Within the last few days, however, since the inclosed estimate was made, many additional taxes have been imposed. Every beef is taxed $5 when slaughtered; every sheep, calf, or other small animal, $1; and all the local taxes usually collected at the city gates have been increased. The receipts, therefore, for the coming year will probably exceed in amount the estimate of the budget.

The virtual failure of the Egyptian loan of July last, together with the embarrassments caused by the financial crisis, which has been seriously felt in Egypt, appears to have awakened His Highness the Khedive to a realization of the critical condition of the Egyptian finances. There are visible signs of retrenchment in the public expenditure and the rapid increase in price of every article of daily consumption is an eloquent proof of, additional taxation and of the efficiency of the revenue officers.

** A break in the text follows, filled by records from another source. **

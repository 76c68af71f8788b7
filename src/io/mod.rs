pub mod csv_export;
pub mod csv_import;
pub mod file;

pub use csv_export::export_csv;
pub use csv_import::{import_timetable, parse_timetable};
pub use file::{export_tasks, import_tasks, load_data, save_data, ImportReport, PlannerData};
//! Drag-to-reschedule interaction for timeline blocks.
//!
//! The machine is toolkit-agnostic: the view feeds it pointer events and
//! reads back a preview span while dragging and a [`DragOutcome`] once the
//! move is settled.
//!
//! ```text
//! Idle --Press--> Dragging --Release--> Resolving --Confirm--> Idle (outcome)
//!                    |          \--(remembered action)-------> Idle (outcome)
//!                    \--Release, no movement / Cancel--------> Idle
//! ```

use serde::{Deserialize, Serialize};
use uuid::Uuid;

use crate::model::time::{TimelineSpan, LAST_MINUTE};

/// What to do with a dropped block.
#[derive(Debug, Clone, Copy, PartialEq, Eq, Serialize, Deserialize)]
#[serde(rename_all = "snake_case")]
pub enum DragAction {
    /// Keep the new time and leave the rest of the day alone.
    SaveOnly,
    /// Keep the new time and ask the schedule service to re-plan the day.
    Reschedule,
}

impl DragAction {
    pub fn label(&self) -> &'static str {
        match self {
            Self::SaveOnly => "Save this change only",
            Self::Reschedule => "Save and re-plan the day",
        }
    }
}

/// An in-flight drag.
#[derive(Debug, Clone, PartialEq)]
pub struct DragSession {
    pub task_id: Uuid,
    pub original: TimelineSpan,
    pub preview: TimelineSpan,
    pointer_origin_y: f32,
    pixels_per_minute: f32,
}

/// A dropped block waiting for the user's decision.
#[derive(Debug, Clone, PartialEq)]
pub struct PendingMove {
    pub task_id: Uuid,
    pub from: TimelineSpan,
    pub to: TimelineSpan,
}

#[derive(Debug, Clone, PartialEq, Default)]
pub enum DragState {
    #[default]
    Idle,
    Dragging(DragSession),
    Resolving(PendingMove),
}

#[derive(Debug, Clone, PartialEq)]
pub enum DragEvent {
    Press {
        task_id: Uuid,
        span: TimelineSpan,
        pointer_y: f32,
        pixels_per_minute: f32,
    },
    Move {
        pointer_y: f32,
    },
    Release,
    Confirm {
        action: DragAction,
        remember: bool,
    },
    Cancel,
}

/// A settled move.
#[derive(Debug, Clone, PartialEq)]
pub struct DragOutcome {
    pub task_id: Uuid,
    pub span: TimelineSpan,
    pub action: DragAction,
}

#[derive(Debug, Clone)]
pub struct DragMachine {
    state: DragState,
    /// Answer used instead of asking, once the user ticked "remember".
    remembered: Option<DragAction>,
    snap_minutes: i32,
}

impl Default for DragMachine {
    fn default() -> Self {
        Self::new(None, 5)
    }
}

impl DragMachine {
    pub fn new(remembered: Option<DragAction>, snap_minutes: u32) -> Self {
        Self {
            state: DragState::Idle,
            remembered,
            snap_minutes: snap_minutes.clamp(1, 60) as i32,
        }
    }

    pub fn state(&self) -> &DragState {
        &self.state
    }

    pub fn remembered(&self) -> Option<DragAction> {
        self.remembered
    }

    pub fn forget_choice(&mut self) {
        self.remembered = None;
    }

    pub fn is_idle(&self) -> bool {
        matches!(self.state, DragState::Idle)
    }

    /// Preview span of the block being dragged, if any.
    pub fn preview(&self, task_id: Uuid) -> Option<TimelineSpan> {
        match &self.state {
            DragState::Dragging(s) if s.task_id == task_id => Some(s.preview),
            DragState::Resolving(p) if p.task_id == task_id => Some(p.to),
            _ => None,
        }
    }

    pub fn pending(&self) -> Option<&PendingMove> {
        match &self.state {
            DragState::Resolving(p) => Some(p),
            _ => None,
        }
    }

    /// Feed one event. Events that make no sense in the current state are ignored.
    pub fn handle(&mut self, event: DragEvent) -> Option<DragOutcome> {
        let state = std::mem::take(&mut self.state);
        let (next, outcome) = match (state, event) {
            (
                DragState::Idle,
                DragEvent::Press {
                    task_id,
                    span,
                    pointer_y,
                    pixels_per_minute,
                },
            ) => {
                tracing::debug!(%task_id, window = %span, "drag started");
                let session = DragSession {
                    task_id,
                    original: span,
                    preview: span,
                    pointer_origin_y: pointer_y,
                    pixels_per_minute: pixels_per_minute.max(f32::EPSILON),
                };
                (DragState::Dragging(session), None)
            }
            (DragState::Dragging(mut session), DragEvent::Move { pointer_y }) => {
                session.preview = self.moved_span(&session, pointer_y);
                (DragState::Dragging(session), None)
            }
            (DragState::Dragging(session), DragEvent::Release) => self.release(session),
            (DragState::Resolving(pending), DragEvent::Confirm { action, remember }) => {
                if remember {
                    self.remembered = Some(action);
                }
                tracing::debug!(task_id = %pending.task_id, ?action, remember, "drag confirmed");
                (
                    DragState::Idle,
                    Some(DragOutcome {
                        task_id: pending.task_id,
                        span: pending.to,
                        action,
                    }),
                )
            }
            (DragState::Dragging(_) | DragState::Resolving(_), DragEvent::Cancel) => {
                tracing::debug!("drag cancelled");
                (DragState::Idle, None)
            }
            (state, event) => {
                tracing::trace!(?event, "drag event ignored");
                (state, None)
            }
        };
        self.state = next;
        outcome
    }

    fn release(&self, session: DragSession) -> (DragState, Option<DragOutcome>) {
        if session.preview == session.original {
            return (DragState::Idle, None);
        }
        match self.remembered {
            Some(action) => (
                DragState::Idle,
                Some(DragOutcome {
                    task_id: session.task_id,
                    span: session.preview,
                    action,
                }),
            ),
            None => (
                DragState::Resolving(PendingMove {
                    task_id: session.task_id,
                    from: session.original,
                    to: session.preview,
                }),
                None,
            ),
        }
    }

    /// Original span shifted by the pointer delta, snapped and kept inside the day.
    fn moved_span(&self, session: &DragSession, pointer_y: f32) -> TimelineSpan {
        let delta = ((pointer_y - session.pointer_origin_y) / session.pixels_per_minute).round() as i32;
        let raw = session.original.start_minutes + delta;
        let snapped = (raw as f32 / self.snap_minutes as f32).round() as i32 * self.snap_minutes;
        let latest = (LAST_MINUTE - session.original.duration_minutes).max(0);
        TimelineSpan {
            start_minutes: snapped.clamp(0, latest),
            duration_minutes: session.original.duration_minutes,
        }
    }
}

#[cfg(test)]
mod tests {
    use super::*;

    fn span(start: i32, duration: i32) -> TimelineSpan {
        TimelineSpan {
            start_minutes: start,
            duration_minutes: duration,
        }
    }

    fn press(machine: &mut DragMachine, id: Uuid, s: TimelineSpan) {
        machine.handle(DragEvent::Press {
            task_id: id,
            span: s,
            pointer_y: 100.0,
            pixels_per_minute: 1.0,
        });
    }

    #[test]
    fn drag_then_confirm() {
        let id = Uuid::new_v4();
        let mut m = DragMachine::new(None, 5);
        press(&mut m, id, span(540, 60));
        assert!(matches!(m.state(), DragState::Dragging(_)));

        m.handle(DragEvent::Move { pointer_y: 162.0 });
        assert_eq!(m.preview(id), Some(span(600, 60)));

        assert_eq!(m.handle(DragEvent::Release), None);
        assert_eq!(
            m.pending(),
            Some(&PendingMove { task_id: id, from: span(540, 60), to: span(600, 60) })
        );

        let outcome = m.handle(DragEvent::Confirm { action: DragAction::SaveOnly, remember: false });
        assert_eq!(
            outcome,
            Some(DragOutcome { task_id: id, span: span(600, 60), action: DragAction::SaveOnly })
        );
        assert!(m.is_idle());
        assert_eq!(m.remembered(), None);
    }

    #[test]
    fn remembered_choice_skips_dialog() {
        let id = Uuid::new_v4();
        let mut m = DragMachine::new(None, 5);
        press(&mut m, id, span(540, 30));
        m.handle(DragEvent::Move { pointer_y: 130.0 });
        m.handle(DragEvent::Release);
        m.handle(DragEvent::Confirm { action: DragAction::Reschedule, remember: true });
        assert_eq!(m.remembered(), Some(DragAction::Reschedule));

        press(&mut m, id, span(570, 30));
        m.handle(DragEvent::Move { pointer_y: 40.0 });
        let outcome = m.handle(DragEvent::Release).unwrap();
        assert_eq!(outcome.action, DragAction::Reschedule);
        assert_eq!(outcome.span, span(510, 30));
        assert!(m.is_idle());
    }

    #[test]
    fn release_without_movement_is_a_click() {
        let id = Uuid::new_v4();
        let mut m = DragMachine::default();
        press(&mut m, id, span(300, 45));
        m.handle(DragEvent::Move { pointer_y: 101.0 });
        assert_eq!(m.handle(DragEvent::Release), None);
        assert!(m.is_idle());
    }

    #[test]
    fn block_stays_inside_the_day() {
        let id = Uuid::new_v4();
        let mut m = DragMachine::new(None, 1);
        press(&mut m, id, span(60, 120));
        m.handle(DragEvent::Move { pointer_y: -500.0 });
        assert_eq!(m.preview(id), Some(span(0, 120)));
        m.handle(DragEvent::Move { pointer_y: 5000.0 });
        assert_eq!(m.preview(id), Some(span(1319, 120)));
    }

    #[test]
    fn zoom_scales_pointer_delta() {
        let id = Uuid::new_v4();
        let mut m = DragMachine::new(None, 15);
        m.handle(DragEvent::Press {
            task_id: id,
            span: span(480, 60),
            pointer_y: 0.0,
            pixels_per_minute: 2.0,
        });
        m.handle(DragEvent::Move { pointer_y: 55.0 });
        // 27.5 min rounds to 28, snaps to 30
        assert_eq!(m.preview(id), Some(span(510, 60)));
    }

    #[test]
    fn cancel_mid_drag_discards_preview() {
        let id = Uuid::new_v4();
        let mut m = DragMachine::default();
        press(&mut m, id, span(600, 30));
        m.handle(DragEvent::Move { pointer_y: 160.0 });
        assert_eq!(m.preview(id), Some(span(660, 30)));

        assert_eq!(m.handle(DragEvent::Cancel), None);
        assert!(m.is_idle());
        assert_eq!(m.preview(id), None);
        assert_eq!(m.handle(DragEvent::Release), None);
        assert!(m.pending().is_none());
    }

    #[test]
    fn cancel_and_ignored_events() {
        let id = Uuid::new_v4();
        let mut m = DragMachine::default();
        assert_eq!(m.handle(DragEvent::Release), None);
        assert_eq!(m.handle(DragEvent::Move { pointer_y: 3.0 }), None);
        assert!(m.is_idle());

        press(&mut m, id, span(600, 30));
        let other = Uuid::new_v4();
        press(&mut m, other, span(0, 30));
        assert_eq!(m.preview(other), None);
        assert_eq!(m.preview(id), Some(span(600, 30)));

        m.handle(DragEvent::Move { pointer_y: 200.0 });
        m.handle(DragEvent::Release);
        assert!(m.pending().is_some());
        m.handle(DragEvent::Cancel);
        assert!(m.is_idle());
    }
}
use std::path::{Path, PathBuf};

use chrono::NaiveDate;
use directories::ProjectDirs;
use serde::{Deserialize, Serialize};

use crate::drag::DragAction;
use crate::error::Result;
use crate::model::TimeOfDay;

const SETTINGS_FILE: &str = "settings.json";
const DATA_FILE: &str = "planner.json";

/// User preferences persisted between runs.
#[derive(Debug, Clone, PartialEq, Serialize, Deserialize)]
#[serde(default)]
pub struct Settings {
    /// Answer to the drag dialog when the user asked to remember it.
    pub drag_action: Option<DragAction>,
    pub sleep_reminder_time: TimeOfDay,
    /// Where the timeline scrolls to on start.
    pub work_start: TimeOfDay,
    pub drag_snap_minutes: u32,
    pub last_morning_greeting: Option<NaiveDate>,
}

impl Default for Settings {
    fn default() -> Self {
        Self {
            drag_action: None,
            sleep_reminder_time: TimeOfDay::new(22, 0).unwrap_or(TimeOfDay::MIDNIGHT),
            work_start: TimeOfDay::new(9, 0).unwrap_or(TimeOfDay::MIDNIGHT),
            drag_snap_minutes: 5,
            last_morning_greeting: None,
        }
    }
}

impl Settings {
    /// Load settings, falling back to defaults if the file is missing or unreadable.
    pub fn load(path: &Path) -> Self {
        let json = match std::fs::read_to_string(path) {
            Ok(json) => json,
            Err(e) if e.kind() == std::io::ErrorKind::NotFound => {
                tracing::debug!(path = %path.display(), "no settings file, using defaults");
                return Self::default();
            }
            Err(e) => {
                tracing::warn!(path = %path.display(), "failed to read settings: {}", e);
                return Self::default();
            }
        };
        serde_json::from_str(&json).unwrap_or_else(|e| {
            tracing::warn!(path = %path.display(), "ignoring corrupt settings: {}", e);
            Self::default()
        })
    }

    pub fn save(&self, path: &Path) -> Result<()> {
        if let Some(dir) = path.parent() {
            std::fs::create_dir_all(dir)?;
        }
        let json = serde_json::to_string_pretty(self)?;
        std::fs::write(path, json)?;
        tracing::debug!(path = %path.display(), "settings saved");
        Ok(())
    }
}

/// Per-user config directory, e.g. `~/.config/dayplanner` on Linux.
pub fn config_dir() -> Option<PathBuf> {
    ProjectDirs::from("", "", "DayPlanner").map(|dirs| dirs.config_dir().to_path_buf())
}

pub fn default_settings_path() -> Option<PathBuf> {
    config_dir().map(|dir| dir.join(SETTINGS_FILE))
}

/// Where tasks and fixed schedules are kept between runs.
pub fn default_data_path() -> Option<PathBuf> {
    ProjectDirs::from("", "", "DayPlanner").map(|dirs| dirs.data_dir().join(DATA_FILE))
}
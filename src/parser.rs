//! Quick-add task parser.
//!
//! Turns one line such as `"write report 2h high [work]"` into a
//! [`ParsedTask`]. Three optional tokens are recognised anywhere in the line:
//!
//! * a duration, a number glued to an hour or minute unit (`2h`, `1.5h`,
//!   `30m`, `45min`, `2hours`, `3小时`, `20分钟`);
//! * a priority word from [`Priority::ALIASES`];
//! * a category in square brackets (`[study]`).
//!
//! Kinds are searched in the order category, duration, priority, and only the
//! first match of each is consumed. Each search sees the spans consumed
//! before it as blanks, so a token glued to another one (`2小时高`) is found
//! in one pass instead of surfacing when the content is parsed again.
//! Whatever is left becomes the task content. Parsing never fails: anything
//! not recognised stays in the content and the missing fields take their
//! defaults.

use std::ops::Range;
use std::sync::LazyLock;

use chrono::NaiveDateTime;
use regex::Regex;
use serde::Serialize;

use crate::model::task::Priority;

/// Category used when the line carries no `[...]` token.
pub const DEFAULT_CATEGORY: &str = "Work";
/// Duration used when the line carries no duration token.
pub const DEFAULT_DURATION_MINUTES: u32 = 60;

static DURATION_RE: LazyLock<Regex> = LazyLock::new(|| {
    Regex::new(
        r"(?i)(?:^|[^A-Za-z0-9_.])((\d+(?:\.\d+)?)(hours?|hrs?|h|minutes?|mins?|m|小时|分钟))(?:[^A-Za-z]|$)",
    )
    .expect("duration pattern is valid")
});

static PRIORITY_RE: LazyLock<Regex> = LazyLock::new(|| {
    let words: Vec<String> = Priority::ALIASES
        .iter()
        .map(|(alias, _)| regex::escape(alias))
        .collect();
    Regex::new(&format!(
        r"(?i)(?:^|[^\p{{L}}\p{{N}}_])({})(?:[^\p{{L}}\p{{N}}_]|$)",
        words.join("|")
    ))
    .expect("priority pattern is valid")
});

static CATEGORY_RE: LazyLock<Regex> =
    LazyLock::new(|| Regex::new(r"\[([^\]]*)\]").expect("category pattern is valid"));

/// Structured result of parsing one quick-add line.
#[derive(Debug, Clone, PartialEq, Serialize)]
pub struct ParsedTask {
    pub content: String,
    pub category: String,
    pub priority: Priority,
    pub estimated_duration_minutes: u32,
    /// Never filled by the text parser; kept so callers can attach one.
    pub deadline: Option<NaiveDateTime>,
}

impl Default for ParsedTask {
    fn default() -> Self {
        Self {
            content: String::new(),
            category: DEFAULT_CATEGORY.to_string(),
            priority: Priority::default(),
            estimated_duration_minutes: DEFAULT_DURATION_MINUTES,
            deadline: None,
        }
    }
}

/// Parse a free-text task line.
pub fn parse_task_text(raw: &str) -> ParsedTask {
    let mut parsed = ParsedTask::default();
    let mut consumed: Vec<Range<usize>> = Vec::with_capacity(3);

    if let Some(caps) = CATEGORY_RE.captures(raw) {
        if let (Some(whole), Some(name)) = (caps.get(0), caps.get(1)) {
            consumed.push(whole.range());
            let name = name.as_str().trim();
            if !name.is_empty() {
                parsed.category = name.to_string();
            }
        }
    }

    let masked = mask_ranges(raw, &consumed);
    if let Some(caps) = DURATION_RE.captures(&masked) {
        if let (Some(token), Some(value), Some(unit)) = (caps.get(1), caps.get(2), caps.get(3)) {
            consumed.push(token.range());
            match duration_minutes(value.as_str(), unit.as_str()) {
                Some(minutes) => parsed.estimated_duration_minutes = minutes,
                None => tracing::debug!(token = token.as_str(), "ignoring zero-length duration"),
            }
        }
    }

    let masked = mask_ranges(raw, &consumed);
    if let Some(word) = PRIORITY_RE.captures(&masked).and_then(|c| c.get(1)) {
        if let Some(priority) = Priority::from_alias(word.as_str()) {
            parsed.priority = priority;
            consumed.push(word.range());
        }
    }

    parsed.content = strip_ranges(raw, consumed);
    tracing::debug!(
        content = %parsed.content,
        category = %parsed.category,
        priority = parsed.priority.as_str(),
        minutes = parsed.estimated_duration_minutes,
        "parsed task text"
    );
    parsed
}

fn duration_minutes(value: &str, unit: &str) -> Option<u32> {
    let value: f64 = value.parse().ok()?;
    let unit = unit.to_lowercase();
    let minutes = if unit.starts_with('h') || unit == "小时" {
        value * 60.0
    } else {
        value
    };
    let minutes = minutes.round();
    (minutes >= 1.0 && minutes <= u32::MAX as f64).then_some(minutes as u32)
}

/// Copy of `text` with every byte inside `ranges` replaced by a space.
/// Byte offsets stay valid for `text`.
fn mask_ranges(text: &str, ranges: &[Range<usize>]) -> String {
    let mut masked = String::with_capacity(text.len());
    for (i, ch) in text.char_indices() {
        if ranges.iter().any(|r| r.contains(&i)) {
            masked.extend(std::iter::repeat(' ').take(ch.len_utf8()));
        } else {
            masked.push(ch);
        }
    }
    masked
}

/// Remove `ranges` from `text`, leaving a single space at each seam and
/// collapsing runs of whitespace.
fn strip_ranges(text: &str, mut ranges: Vec<Range<usize>>) -> String {
    ranges.sort_by_key(|r| r.start);
    let mut merged: Vec<Range<usize>> = Vec::with_capacity(ranges.len());
    for r in ranges {
        match merged.last_mut() {
            Some(last) if r.start <= last.end => last.end = last.end.max(r.end),
            _ => merged.push(r),
        }
    }

    let mut residual = String::with_capacity(text.len());
    let mut cursor = 0;
    for r in merged {
        residual.push_str(&text[cursor..r.start]);
        residual.push(' ');
        cursor = r.end;
    }
    residual.push_str(&text[cursor..]);

    residual.split_whitespace().collect::<Vec<_>>().join(" ")
}
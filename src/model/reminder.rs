//! Time-driven nudges shown in the assistant panel.
//!
//! Everything here takes `now` explicitly so the caller decides the clock.

use std::collections::HashSet;

use chrono::{Duration, NaiveDate, NaiveDateTime, Timelike};
use uuid::Uuid;

use crate::model::task::{Priority, Task};
use crate::model::time::TimeOfDay;

const DEADLINE_WINDOW_HOURS: i64 = 24;
const DEADLINE_URGENT_HOURS: i64 = 3;
const START_WINDOW_MINUTES: i64 = 5;
const QUICK_TASK_MINUTES: u32 = 30;
const SUGGESTION_SAMPLE: usize = 3;

#[derive(Debug, Clone, Copy, PartialEq, Eq, Hash)]
pub enum ReminderKind {
    Deadline,
    Start,
}

#[derive(Debug, Clone, Copy, PartialEq, Eq)]
pub enum Urgency {
    Medium,
    High,
}

#[derive(Debug, Clone, PartialEq)]
pub struct Reminder {
    pub kind: ReminderKind,
    pub task_id: Uuid,
    pub message: String,
    pub urgency: Urgency,
}

/// Reminders for pending tasks: deadlines within a day, starts within five minutes.
pub fn task_reminders(tasks: &[Task], now: NaiveDateTime) -> Vec<Reminder> {
    let mut reminders = Vec::new();
    for task in tasks.iter().filter(|t| t.is_pending()) {
        if let Some(deadline) = task.deadline {
            let left = deadline - now;
            if left > Duration::zero() && left <= Duration::hours(DEADLINE_WINDOW_HOURS) {
                reminders.push(Reminder {
                    kind: ReminderKind::Deadline,
                    task_id: task.id,
                    message: format!("\"{}\" is due in {} hours", task.content, left.num_hours()),
                    urgency: if left <= Duration::hours(DEADLINE_URGENT_HOURS) {
                        Urgency::High
                    } else {
                        Urgency::Medium
                    },
                });
            }
        }
        if let Some(start) = task.scheduled_start {
            let left = start - now;
            if left > Duration::zero() && left <= Duration::minutes(START_WINDOW_MINUTES) {
                reminders.push(Reminder {
                    kind: ReminderKind::Start,
                    task_id: task.id,
                    message: format!("\"{}\" starts soon", task.content),
                    urgency: Urgency::High,
                });
            }
        }
    }
    reminders
}

/// Reminders already shown, so each one fires once while it stays due.
#[derive(Debug, Clone, Default)]
pub struct ReminderLog {
    shown: HashSet<(Uuid, ReminderKind)>,
}

impl ReminderLog {
    /// Reminders due at `now` that have not been shown yet.
    ///
    /// Entries whose reminder is no longer due (task done or deleted, deadline
    /// or start passed) are forgotten.
    pub fn fresh(&mut self, tasks: &[Task], now: NaiveDateTime) -> Vec<Reminder> {
        let due = task_reminders(tasks, now);
        let keys: HashSet<(Uuid, ReminderKind)> = due.iter().map(|r| (r.task_id, r.kind)).collect();
        self.shown.retain(|key| keys.contains(key));
        due.into_iter()
            .filter(|r| self.shown.insert((r.task_id, r.kind)))
            .collect()
    }

    pub fn len(&self) -> usize {
        self.shown.len()
    }

    pub fn is_empty(&self) -> bool {
        self.shown.is_empty()
    }
}

#[derive(Debug, Clone, Copy, PartialEq, Eq)]
pub enum SuggestionKind {
    HighPriority,
    DueSoon,
    Quick,
}

#[derive(Debug, Clone, PartialEq)]
pub struct Suggestion {
    pub kind: SuggestionKind,
    pub message: String,
    pub task_ids: Vec<Uuid>,
}

/// Planning hints over pending tasks.
pub fn suggestions(tasks: &[Task], now: NaiveDateTime) -> Vec<Suggestion> {
    let pending: Vec<&Task> = tasks.iter().filter(|t| t.is_pending()).collect();
    let mut out = Vec::new();

    let high: Vec<&Task> = pending
        .iter()
        .copied()
        .filter(|t| t.priority == Priority::High)
        .collect();
    if !high.is_empty() {
        out.push(Suggestion {
            kind: SuggestionKind::HighPriority,
            message: format!("You have {} high-priority tasks open", high.len()),
            task_ids: high.iter().take(SUGGESTION_SAMPLE).map(|t| t.id).collect(),
        });
    }

    let due: Vec<Uuid> = pending
        .iter()
        .filter(|t| {
            t.deadline.is_some_and(|d| {
                let left = d - now;
                left > Duration::zero() && left <= Duration::hours(DEADLINE_WINDOW_HOURS)
            })
        })
        .map(|t| t.id)
        .collect();
    if !due.is_empty() {
        out.push(Suggestion {
            kind: SuggestionKind::DueSoon,
            message: format!("{} tasks are due within a day", due.len()),
            task_ids: due,
        });
    }

    let quick: Vec<Uuid> = pending
        .iter()
        .filter(|t| t.estimated_duration <= QUICK_TASK_MINUTES)
        .take(SUGGESTION_SAMPLE)
        .map(|t| t.id)
        .collect();
    if !quick.is_empty() {
        out.push(Suggestion {
            kind: SuggestionKind::Quick,
            message: format!("These can be done in {} minutes or less", QUICK_TASK_MINUTES),
            task_ids: quick,
        });
    }

    out
}

/// Morning window is 06:00 to noon, once per calendar day.
pub fn morning_greeting_due(now: NaiveDateTime, last_greeting: Option<NaiveDate>) -> bool {
    (6..12).contains(&now.hour()) && last_greeting != Some(now.date())
}

/// Next time the evening review should fire: today at `at`, or tomorrow if already past.
pub fn next_sleep_reminder(now: NaiveDateTime, at: TimeOfDay) -> NaiveDateTime {
    let today = now.date().and_time(at.to_naive_time());
    if today < now {
        today + Duration::days(1)
    } else {
        today
    }
}

/// Tracks continuous activity and suggests a break after a long stretch.
#[derive(Debug, Clone)]
pub struct FocusTracker {
    focus_start: Option<NaiveDateTime>,
    last_activity: NaiveDateTime,
}

impl FocusTracker {
    /// Activity older than this ends a focus stretch.
    pub const IDLE_AFTER: Duration = Duration::minutes(5);
    /// Focus longer than this triggers a break suggestion.
    pub const BREAK_AFTER: Duration = Duration::minutes(90);

    pub fn new(now: NaiveDateTime) -> Self {
        Self {
            focus_start: None,
            last_activity: now,
        }
    }

    pub fn record_activity(&mut self, now: NaiveDateTime) {
        self.last_activity = now;
    }

    /// Periodic check. Returns true once when a break is due.
    pub fn tick(&mut self, now: NaiveDateTime) -> bool {
        if now - self.last_activity >= Self::IDLE_AFTER {
            self.focus_start = None;
            return false;
        }
        let start = *self.focus_start.get_or_insert(now);
        if now - start > Self::BREAK_AFTER {
            self.focus_start = None;
            return true;
        }
        false
    }
}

The financial panic, although at one time alarming at Alexandria, has now virtually passed, and the substantial business houses of Egypt have been in no way affected.

Many small speculators who had been operating largely in Egyptian and other securities, supported by short loans from the money-market, were unable to meet their engagements and suspended, but no serious disasters occurred, and trade is beginning to resume its customary animated features.